Molar Incisive Hypomineralisation (MIH)


What is MIH?

Molar Incisive Hypomineralisation is an anomaly of the enamel that gives rise to cream, yellow or brown stains on the teeth. 

These stains are the result of insufficient mineralisation of the enamel during its development, making the teeth more vulnerable to decay and hypersensitivity. MIH affects approximately 15%  of children worldwide with variations depending on the geographical region. The exact causes of MIH remain to some extent unknown. Research nevertheless suggests that a role is played by a complex set of potential factors, including genetic and environmental elements and health issues during the first years of life.  Severe childhood illnesses between the ages of 0 and 4, the use of medicines and of anti-inflammatory drugs in particular, as well as certain prenatal and postnatal conditions, are all seen as factors contributing to the development of MIH. The signs of MIH include discoloured and stained molars and incisives. The affected teeth can become more sensitive, especially in response to cold, heat or sugar. In severe cases the enamel can erode, leading to cavities and pain that can potentially affect chewing and speech. 



MIH is diagnosed during a thorough dental examination. A dentist is able to identify characteristic lesions of the tooth enamel and evaluate the extent of the problem. Treatment depends on the severity of the symptoms and can range from the application of fluoride varnish or dental cement to strengthen the enamel to more invasive treatment, especially if the tooth structure is seriously compromised. 

Advice for parents

  • Prevention and Early Detection: Make regular visits to the dentist as soon as the first permanent teeth appear for early detection. 
  • Oral hygiene: Encourage a strict brushing routine using fluoride toothpaste and also dental floss.
  • Diet : Limit sugars and acids that can aggravate already vulnerable teeth. 
  • Professional treatment : Follow the dentist’s recommendations for protective or restorative treatment.
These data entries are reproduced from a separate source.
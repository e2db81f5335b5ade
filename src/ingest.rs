//! Ingestion pipeline orchestration.
//!
//! Coordinates the full ingest flow: crawl → extract → chunk → embed →
//! upsert. Per-URL failures (fetch, extraction, embedding) are logged and
//! skipped so one bad page never aborts the run; vector store failures
//! propagate, since every subsequent page would hit the same error.

use anyhow::{bail, Context, Result};
use serde::Serialize;
use tracing::{debug, info, warn};

use crate::chunk::chunk_text;
use crate::config::Config;
use crate::crawl;
use crate::embedding::{EmbedMode, Embedder};
use crate::extract::extract_document;
use crate::fetch::Fetcher;
use crate::models::{Point, PointPayload};
use crate::store::VectorStore;

/// Default page cap for an ingest run.
pub const DEFAULT_PAGE_LIMIT: usize = 10;

/// Counters describing a completed ingest run.
#[derive(Debug, Clone, Default, Serialize)]
pub struct IngestReport {
    pub urls_discovered: usize,
    pub pages_ingested: usize,
    pub pages_skipped: usize,
    pub chunks_stored: usize,
}

/// Run one ingest pass over the configured target site, capped at `limit`
/// pages.
///
/// # Errors
///
/// Fails when the collection cannot be ensured, when no URLs are discovered
/// (nothing to ingest), or when the vector store rejects an upsert. Per-page
/// fetch, extraction, and embedding failures are logged and counted as
/// skipped instead.
pub async fn run_ingest(
    config: &Config,
    fetcher: &dyn Fetcher,
    embedder: &dyn Embedder,
    store: &dyn VectorStore,
    limit: usize,
) -> Result<IngestReport> {
    store
        .ensure_collection(config.embedding.dims)
        .await
        .context("ensuring the vector collection failed")?;

    let mut urls = crawl::discover_urls(fetcher, &config.target_url).await;
    if urls.is_empty() {
        bail!(
            "no URLs discovered from {}; nothing to ingest",
            config.target_url
        );
    }
    let urls_discovered = urls.len();
    urls.truncate(limit);

    info!(
        target = %config.target_url,
        discovered = urls_discovered,
        processing = urls.len(),
        "starting ingest run"
    );

    let mut report = IngestReport {
        urls_discovered,
        ..Default::default()
    };

    for url in &urls {
        let page = match fetcher.fetch(url).await {
            Ok(page) if page.is_success() => page,
            Ok(page) => {
                warn!(url, status = page.status, "page fetch failed, skipping");
                report.pages_skipped += 1;
                continue;
            }
            Err(err) => {
                warn!(url, error = %format!("{err:#}"), "page fetch failed, skipping");
                report.pages_skipped += 1;
                continue;
            }
        };

        let Some(doc) = extract_document(url, &page.bytes) else {
            debug!(url, "no content extracted, skipping");
            report.pages_skipped += 1;
            continue;
        };

        let chunks = chunk_text(
            &doc.url,
            &doc.title,
            &doc.text,
            config.chunking.size,
            config.chunking.overlap,
        )?;
        if chunks.is_empty() {
            report.pages_skipped += 1;
            continue;
        }

        let texts: Vec<String> = chunks.iter().map(|c| c.text.clone()).collect();
        let vectors = match embedder.embed(&texts, EmbedMode::Document).await {
            Ok(vectors) => vectors,
            Err(err) => {
                warn!(url, error = %format!("{err:#}"), "embedding failed, skipping page");
                report.pages_skipped += 1;
                continue;
            }
        };

        let points: Vec<Point> = chunks
            .into_iter()
            .zip(vectors)
            .map(|(chunk, vector)| Point {
                id: chunk.id,
                vector,
                payload: PointPayload {
                    content: chunk.text,
                    source_url: chunk.document_url,
                    title: chunk.title,
                },
            })
            .collect();

        let stored = points.len();
        store
            .upsert(&points)
            .await
            .with_context(|| format!("storing points for {url} failed"))?;

        report.pages_ingested += 1;
        report.chunks_stored += stored;
        debug!(url, chunks = stored, "page ingested");
    }

    info!(
        pages = report.pages_ingested,
        skipped = report.pages_skipped,
        chunks = report.chunks_stored,
        "ingest run finished"
    );

    Ok(report)
}
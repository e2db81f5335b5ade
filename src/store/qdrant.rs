//! Qdrant REST gateway.
//!
//! Talks to Qdrant's HTTP API with a shared reqwest client: collection
//! creation (`PUT /collections/{name}`), point upsert
//! (`PUT /collections/{name}/points`), and similarity search
//! (`POST /collections/{name}/points/search`). The optional API key is sent
//! in the `api-key` header.

use std::time::Duration;

use anyhow::{bail, Context, Result};
use async_trait::async_trait;
use reqwest::{Method, RequestBuilder, StatusCode};
use tracing::info;

use crate::config::QdrantConfig;
use crate::models::{Point, PointPayload};

use super::{SearchHit, VectorStore};

pub struct QdrantStore {
    client: reqwest::Client,
    base_url: String,
    api_key: Option<String>,
    collection: String,
}

impl QdrantStore {
    pub fn new(config: &QdrantConfig, timeout_secs: u64) -> Result<Self> {
        let client = reqwest::Client::builder()
            .timeout(Duration::from_secs(timeout_secs))
            .build()
            .context("failed to build vector store HTTP client")?;

        Ok(Self {
            client,
            base_url: config.url.trim_end_matches('/').to_string(),
            api_key: config.api_key.clone(),
            collection: config.collection.clone(),
        })
    }

    fn request(&self, method: Method, path: &str) -> RequestBuilder {
        let mut builder = self
            .client
            .request(method, format!("{}{}", self.base_url, path));
        if let Some(key) = &self.api_key {
            builder = builder.header("api-key", key);
        }
        builder
    }

    fn collection_path(&self, suffix: &str) -> String {
        format!("/collections/{}{}", self.collection, suffix)
    }
}

#[async_trait]
impl VectorStore for QdrantStore {
    async fn ensure_collection(&self, dims: usize) -> Result<()> {
        let response = self
            .request(Method::GET, &self.collection_path(""))
            .send()
            .await
            .context("vector store unreachable")?;

        match response.status() {
            status if status.is_success() => {
                let json: serde_json::Value = response.json().await?;
                let existing = json
                    .pointer("/result/config/params/vectors/size")
                    .and_then(|v| v.as_u64());
                match existing {
                    Some(size) if size == dims as u64 => Ok(()),
                    Some(size) => bail!(
                        "collection '{}' already exists with dimensionality {} (configured {}); \
                         refusing to reuse it",
                        self.collection,
                        size,
                        dims
                    ),
                    None => bail!(
                        "collection '{}' exists but its vector configuration could not be read",
                        self.collection
                    ),
                }
            }
            StatusCode::NOT_FOUND => {
                let body = serde_json::json!({
                    "vectors": { "size": dims, "distance": "Cosine" },
                });
                let response = self
                    .request(Method::PUT, &self.collection_path(""))
                    .json(&body)
                    .send()
                    .await
                    .context("collection creation request failed")?;
                let status = response.status();
                if !status.is_success() {
                    let body_text = response.text().await.unwrap_or_default();
                    bail!("creating collection failed with {}: {}", status, body_text);
                }
                info!(collection = %self.collection, dims, "created vector collection");
                Ok(())
            }
            status => {
                let body_text = response.text().await.unwrap_or_default();
                bail!("vector store error {}: {}", status, body_text);
            }
        }
    }

    async fn upsert(&self, points: &[Point]) -> Result<()> {
        if points.is_empty() {
            return Ok(());
        }

        let body = serde_json::json!({
            "points": points
                .iter()
                .map(|p| {
                    serde_json::json!({
                        "id": p.id,
                        "vector": p.vector,
                        "payload": p.payload,
                    })
                })
                .collect::<Vec<_>>(),
        });

        let response = self
            .request(Method::PUT, &format!("{}?wait=true", self.collection_path("/points")))
            .json(&body)
            .send()
            .await
            .context("point upsert request failed")?;

        let status = response.status();
        if !status.is_success() {
            let body_text = response.text().await.unwrap_or_default();
            bail!("point upsert failed with {}: {}", status, body_text);
        }
        Ok(())
    }

    async fn search(&self, vector: &[f32], top_k: usize) -> Result<Vec<SearchHit>> {
        let body = serde_json::json!({
            "vector": vector,
            "limit": top_k,
            "with_payload": true,
        });

        let response = self
            .request(Method::POST, &self.collection_path("/points/search"))
            .json(&body)
            .send()
            .await
            .context("vector search request failed")?;

        let status = response.status();
        if !status.is_success() {
            let body_text = response.text().await.unwrap_or_default();
            bail!("vector search failed with {}: {}", status, body_text);
        }

        let json: serde_json::Value = response
            .json()
            .await
            .context("reading search response failed")?;
        parse_search_response(&json)
    }

    async fn health(&self) -> bool {
        let resp = self.request(Method::GET, "/collections").send().await;
        matches!(resp, Ok(r) if r.status().is_success())
    }
}

/// Parse Qdrant's search response into hits, preserving the store's order.
fn parse_search_response(json: &serde_json::Value) -> Result<Vec<SearchHit>> {
    let results = json
        .get("result")
        .and_then(|r| r.as_array())
        .ok_or_else(|| anyhow::anyhow!("invalid search response: missing result array"))?;

    let mut hits = Vec::with_capacity(results.len());
    for hit in results {
        // Point ids come back as strings or integers depending on how they
        // were stored.
        let id = match hit.get("id") {
            Some(serde_json::Value::String(s)) => s.clone(),
            Some(serde_json::Value::Number(n)) => n.to_string(),
            _ => bail!("invalid search response: hit without id"),
        };
        let score = hit.get("score").and_then(|s| s.as_f64()).unwrap_or(0.0) as f32;
        let payload = hit
            .get("payload")
            .cloned()
            .unwrap_or_else(|| serde_json::json!({}));
        let payload: PointPayload =
            serde_json::from_value(payload).unwrap_or_else(|_| PointPayload {
                content: String::new(),
                source_url: String::new(),
                title: String::new(),
            });
        hits.push(SearchHit { id, score, payload });
    }

    Ok(hits)
}

#[cfg(test)]
mod tests {
    use super::*;

    #[test]
    fn parses_hits_with_payload_and_score() {
        let json = serde_json::json!({
            "result": [
                {
                    "id": "7f2c1c6e-0000-0000-0000-000000000001",
                    "score": 0.93,
                    "payload": {
                        "content": "chunk text",
                        "source_url": "https://docs.example/guide",
                        "title": "Guide",
                    },
                },
                { "id": 42, "score": 0.5, "payload": {} },
            ],
        });

        let hits = parse_search_response(&json).unwrap();
        assert_eq!(hits.len(), 2);
        assert_eq!(hits[0].payload.source_url, "https://docs.example/guide");
        assert!((hits[0].score - 0.93).abs() < 1e-6);
        assert_eq!(hits[1].id, "42");
        assert_eq!(hits[1].payload.content, "");
    }

    #[test]
    fn missing_result_array_is_an_error() {
        let json = serde_json::json!({ "status": "error" });
        assert!(parse_search_response(&json).is_err());
    }
}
 MIH is a challenge for dentists as well as for the families who are affected by it. Nevertheless, with a clear and thorough understanding, early detection and proactive management it is possible to minimise its impact on the oral health of children. Parents have a key role to play in monitoring and caring for the dental health of their children and are encouraged to act in close cooperation with their dentist to ensure the best possible follow up.